Mara took a deep breath of the morning air, savoring its fragrant blend of salty sea spray and fresh-brewed coffee. She had just watched the fiery arrival of sunrise igniting the clouds in vibrant hues and now the second gorgeous sight of the morning was just coming into view. Mara positioned herself on the deck chaise in such a way as to show her figure to its best advantage. She suddenly felt foolish and coquettish all at the same time.

And there he was, her sandman - the tanned, well-built jogger who ran along the beach past her cottage every day at dawn. Mara pretended to concentrate on her coffee, knowing that her dark glasses concealed her stare. She’d been an eager spectator nearly every morning since she leased the seaside cottage a few weeks ago. The quiet island was the perfect place to finish writing her book - even with these minor distractions - and being out of the city made it more difficult for her publisher to harass her about deadlines.

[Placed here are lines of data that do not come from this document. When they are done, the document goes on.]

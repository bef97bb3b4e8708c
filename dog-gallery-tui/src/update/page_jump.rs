//! 跳页输入框更新逻辑

use crate::backend::PaginationStyle;
use crate::message::PageJumpMessage;
use crate::model::{App, FocusPanel};

use super::after_navigation;

/// 处理跳页输入框消息
pub fn update(app: &mut App, msg: PageJumpMessage) {
    match msg {
        PageJumpMessage::Focus => {
            // 页码按钮样式不绘制输入框
            if app.pagination_style != PaginationStyle::PageJump {
                return;
            }
            app.focus = FocusPanel::PageJump;
            // 聚焦即全选：直接输入新页码
            app.page.clear_input();
        }

        PageJumpMessage::Input(c) => {
            if app.focus.is_page_jump() && !c.is_control() {
                app.page.push_char(c);
            }
        }

        PageJumpMessage::Backspace => {
            if app.focus.is_page_jump() {
                app.page.pop_char();
            }
        }

        PageJumpMessage::Commit => {
            let changed = app.page.commit_input();
            after_navigation(app, changed);
        }

        PageJumpMessage::CommitAndBlur => {
            let changed = app.page.commit_input();
            app.focus = FocusPanel::List;
            after_navigation(app, changed);
        }

        PageJumpMessage::Cancel => {
            app.page.discard_input();
            app.focus = FocusPanel::List;
        }
    }
}

#[cfg(test)]
mod tests {
    use super::*;
    use crate::message::PaginationMessage;
    use crate::update::tests::mounted;

    fn type_text(app: &mut App, text: &str) {
        update(app, PageJumpMessage::Focus);
        for c in text.chars() {
            update(app, PageJumpMessage::Input(c));
        }
    }

    #[test]
    fn commit_five_from_page_two_fetches_page_five_once() {
        let mut app = mounted();
        crate::update::update(
            &mut app,
            crate::message::AppMessage::Pagination(PaginationMessage::Next),
        );
        app.take_fetch_requests();
        assert_eq!(app.page.current_page(), 2);

        type_text(&mut app, "5");
        update(&mut app, PageJumpMessage::Commit);

        assert_eq!(app.page.current_page(), 5);
        let tickets = app.take_fetch_requests();
        assert_eq!(tickets.len(), 1);
        assert_eq!(tickets[0].page, 5);
        assert!(app.focus.is_page_jump(), "Enter keeps focus in the field");
    }

    #[test]
    fn invalid_commit_reverts_silently() {
        for bad in ["abc", "0"] {
            let mut app = mounted();
            app.page.go_to_page(2);
            type_text(&mut app, bad);
            update(&mut app, PageJumpMessage::Commit);

            assert_eq!(app.page.current_page(), 2);
            assert_eq!(app.page.pending_input(), "2");
            assert!(app.take_fetch_requests().is_empty());
            assert!(!app.alerts.is_open());
        }
    }

    #[test]
    fn focus_loss_commits() {
        let mut app = mounted();
        type_text(&mut app, "12");
        update(&mut app, PageJumpMessage::CommitAndBlur);
        assert_eq!(app.page.current_page(), 12);
        assert!(app.focus.is_list());
        assert_eq!(app.take_fetch_requests().len(), 1);
    }

    #[test]
    fn blur_without_typing_changes_nothing() {
        let mut app = mounted();
        update(&mut app, PageJumpMessage::Focus);
        update(&mut app, PageJumpMessage::CommitAndBlur);
        assert_eq!(app.page.current_page(), 1);
        assert_eq!(app.page.pending_input(), "1");
        assert!(app.take_fetch_requests().is_empty());
    }

    #[test]
    fn cancel_discards_edit() {
        let mut app = mounted();
        type_text(&mut app, "77");
        update(&mut app, PageJumpMessage::Cancel);
        assert_eq!(app.page.pending_input(), "1");
        assert_eq!(app.page.current_page(), 1);
        assert!(app.focus.is_list());
    }

    #[test]
    fn focus_ignored_in_numbered_style() {
        let mut app = mounted();
        app.pagination_style = PaginationStyle::Numbered;
        update(&mut app, PageJumpMessage::Focus);
        assert!(app.focus.is_list());
        assert_eq!(app.page.pending_input(), "1");
    }

    #[test]
    fn typing_ignored_without_focus() {
        let mut app = mounted();
        update(&mut app, PageJumpMessage::Input('9'));
        update(&mut app, PageJumpMessage::Backspace);
        assert_eq!(app.page.pending_input(), "1");
    }

    #[test]
    fn backspace_edits_field() {
        let mut app = mounted();
        type_text(&mut app, "34");
        update(&mut app, PageJumpMessage::Backspace);
        assert_eq!(app.page.pending_input(), "3");
    }
}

Despite her best efforts to be nonchalant, Mara suddenly realized that the jogger she had dubbed “the sandman” was well aware of her presence and was waving hello. Mara, unable to disappear into thin air, had to acknowledge him with a friendly wave of her own and before she knew it was inviting him to share coffee with her.

“Hi, I’m Kyle,” he took her hand in his as he introduced himself. Mara felt a little electric shock go through her as his bronzed fingers warmly enveloped hers. “I’m a scuba instructor over at the hotel,” he continued. Mara quickly calculated how far behind she would get on her writing if she took time off for diving lessons.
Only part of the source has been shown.